Dopo la sentenza della Cassazione sulle multe illegittime, l'assessore contrattacca: Gli ausiliari Atc continueranno a svolgere il loro lavoro. Inoltre, ci vorrà tempo, ma metteremo l'occhio elettronico su tutte le corsie"
PREFERISCE non addentrarsi nelle pieghe della complicata giurisprudenza relativa ai poteri sanzionatori degli ausiliari del traffico dell’Atc. Anche quando si accenna al fatto che i Giudici di pace stanno accogliendo la quasi totalità dei ricorsi contro le contravvenzioni staccate sulle corsie preferenziali, perché non contestate subito agli automobilisti.
«L’Italia — replica l’assessore Zamboni — è un paese di diritto. Se qualcuno ritiene di dissentire dalla interpretazione normativa accolta dal Comune di Bologna, deve rivolgersi alla magistratura». Poi taglia la testa al toro. «Il problema delle sanzioni sulle preferenziali — spiega — è destinato a risolversi da sé. Come è noto, infatti, l’amministrazione comunale ha intenzione di disseminare qualunque corsie riservata di strumenti di controllo elettronico. Ovviamente, ci del vorrà tempo. Ma la prospettiva verso la quale stiamo andando è questa».
L’ASSESSORE comunale alla Mobilità, Maurizio Zamboni, appena rientrato dalle vacanze, affronta di petto la questione degli ausiliari della sosta. E replica all’Aci, che ha sollevato il nodo delle multe illegittime sulle corsie degli autobus.
«La polemica — sostiene — è destituita di fondamento. Gli ausiliari dell’Atc possono intervenire non soltanto sulla sosta nelle strisce blu, ma anche sulla circolazione e sosta nelle corsie riservate». Quindi, si dice del tutto convinto «della rigorosa regolarità della nostra interpretazione». Ragion per cui «gli ausiliari dell’azienda — spiega Zamboni — continueranno a svolgere la loro funzione preziosa in riferimento tanto alla sosta che all’utilizzo improprio delle corsie preferenziali del servizio di trasporto pubblico». «Voglio anzi ringraziarli — aggiunge — per la serietà e professionalità con cui svolgono un lavoro difficile e ingrato».
L’assessore ribatte, infine, alle critiche nei confronti dell’amministrazione comunale, rispolverando uno dei suoi leit motiv preferiti. «Trovo curioso questo modo di affrontare la questione. Sembra quasi — osserva Zamboni — che il vero problema non sia tanto che le preferenziali non si possono percorrere, ma che la forma della sanzione comminata sia più o meno legittima. E’ bizzarro — aggiunge — che non venga spesa neppure una parola sul fatto che chi percorre le corsie preferenziali, senza averne diritto, commette una infrazione al Codice della strada, danneggia la regolarità del servizio pubblico e può anche costituire fonte di pericolo per sé e per gli altri».

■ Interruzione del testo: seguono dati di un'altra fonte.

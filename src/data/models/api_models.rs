use diesel::result::Error as DieselError;
use serde::{Deserialize, Deserializer, Serialize};
use thiserror::Error;
use validator::ValidationError;

// Errors for the card, confidence level and review schedule routes
#[derive(Error, Debug)]
pub enum ApiError {
    #[error("{0} not found")]
    NotFound(&'static str),
    #[error("{0}")]
    Validation(String),
    #[error("{0}")]
    Conflict(String),
    #[error("Not logged in")]
    Unauthorized,
    #[error("Database error")]
    Database(#[from] DieselError),
    #[error("Connection pool error: {0}")]
    Pool(String),
    #[error("Session error: {0}")]
    Session(String),
}

#[derive(Debug, Serialize)]
pub struct HealthResponse {
    pub status: &'static str,
}

pub fn not_blank(value: &str) -> Result<(), ValidationError> {
    if value.trim().is_empty() {
        return Err(ValidationError::new("blank").with_message("must not be blank".into()));
    }
    Ok(())
}

/// For PATCH-like bodies: with `#[serde(default)]` an absent field stays
/// `None` while an explicit `null` becomes `Some(None)` and clears the column.
pub fn nullable<'de, D, T>(deserializer: D) -> Result<Option<Option<T>>, D::Error>
where
    D: Deserializer<'de>,
    T: Deserialize<'de>,
{
    Option::<T>::deserialize(deserializer).map(Some)
}

/// Optional field that may be omitted but never sent as `null`.
pub fn non_null<'de, D, T>(deserializer: D) -> Result<Option<T>, D::Error>
where
    D: Deserializer<'de>,
    T: Deserialize<'de>,
{
    T::deserialize(deserializer).map(Some)
}
use bcrypt::BcryptError;
use diesel::result::Error as DieselError;
use lazy_static::lazy_static;
use regex::Regex;
use serde::{Deserialize, Serialize};
use thiserror::Error;
use validator::Validate;

use super::User;

lazy_static! {
    pub static ref USERNAME_RE: Regex = Regex::new(r"^[A-Za-z0-9_.-]+$").unwrap();
}

// Login specific errors
#[derive(Error, Debug)]
pub enum LoginError {
    #[error("Invalid credentials")]
    InvalidCredentials,
    #[error("Database error")]
    DatabaseError(DieselError),
    #[error("Hashing error")]
    HashingError(BcryptError),
    #[error("Session error: {0}")]
    SessionError(String),
    #[error("Connection pool error: {0}")]
    PoolError(String),
}

// Registration specific errors
#[derive(Error, Debug)]
pub enum RegisterError {
    #[error("Username already registered")]
    UsernameTaken,
    #[error("Database error")]
    DatabaseError(#[from] DieselError),
    #[error("Hashing error")]
    HashingError(BcryptError),
    #[error("Connection pool error: {0}")]
    PoolError(String),
}

#[derive(Debug, Deserialize, Validate)]
pub struct RegisterForm {
    #[validate(
        length(min = 3, max = 50, message = "Username must be 3 to 50 characters"),
        regex(path = *USERNAME_RE, message = "Username may only contain letters, digits, '_', '.' and '-'")
    )]
    pub username: String,
    #[validate(length(min = 8, message = "Password must be at least 8 characters"))]
    pub password: String,
    #[validate(email(message = "Invalid email address"))]
    pub email: Option<String>,
}

#[derive(Debug, Deserialize, Validate)]
pub struct LoginForm {
    #[validate(length(min = 1, message = "Username is required"))]
    pub username: String,
    #[validate(length(min = 1, message = "Password is required"))]
    pub password: String,
}

#[derive(Debug, Serialize)]
pub struct RegisterResponse {
    pub message: String,
    pub user: User,
}

#[derive(Debug, Serialize)]
pub struct LoginResponse {
    pub message: String,
    pub user_id: i32,
}

#[cfg(test)]
mod tests {
    use super::*;

    fn form(username: &str, password: &str, email: Option<&str>) -> RegisterForm {
        RegisterForm {
            username: username.to_string(),
            password: password.to_string(),
            email: email.map(str::to_string),
        }
    }

    #[test]
    fn accepts_well_formed_registration() {
        assert!(form("lexi_99", "correct horse", None).validate().is_ok());
        assert!(form("lexi.b", "correct horse", Some("lexi@example.com")).validate().is_ok());
    }

    #[test]
    fn rejects_short_password() {
        let errors = form("lexi", "short", None).validate().unwrap_err();
        assert!(errors.field_errors().contains_key("password"));
    }

    #[test]
    fn rejects_bad_username_characters() {
        let errors = form("lexi smith", "correct horse", None).validate().unwrap_err();
        assert!(errors.field_errors().contains_key("username"));
        assert!(form("", "correct horse", None).validate().is_err());
    }

    #[test]
    fn login_form_requires_both_fields() {
        let login = LoginForm {
            username: "lexi".to_string(),
            password: String::new(),
        };
        let errors = login.validate().unwrap_err();
        assert!(errors.field_errors().contains_key("password"));
    }

    #[test]
    fn rejects_malformed_email() {
        let errors = form("lexi", "correct horse", Some("not-an-email"))
            .validate()
            .unwrap_err();
        assert!(errors.field_errors().contains_key("email"));
    }
}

MA SERIETÀ e professionalità non richiederebbero anche che le multe venissero immediatamente contestate agli automobilisti (come previsto dall’art. 200 del Codice della strada)? «Su questo tema specifico — replica l’assessore — non saprei rispondere. Non sono un Giudice di pace. Resta il fatto che sulle corsie riservate non ci si può andare».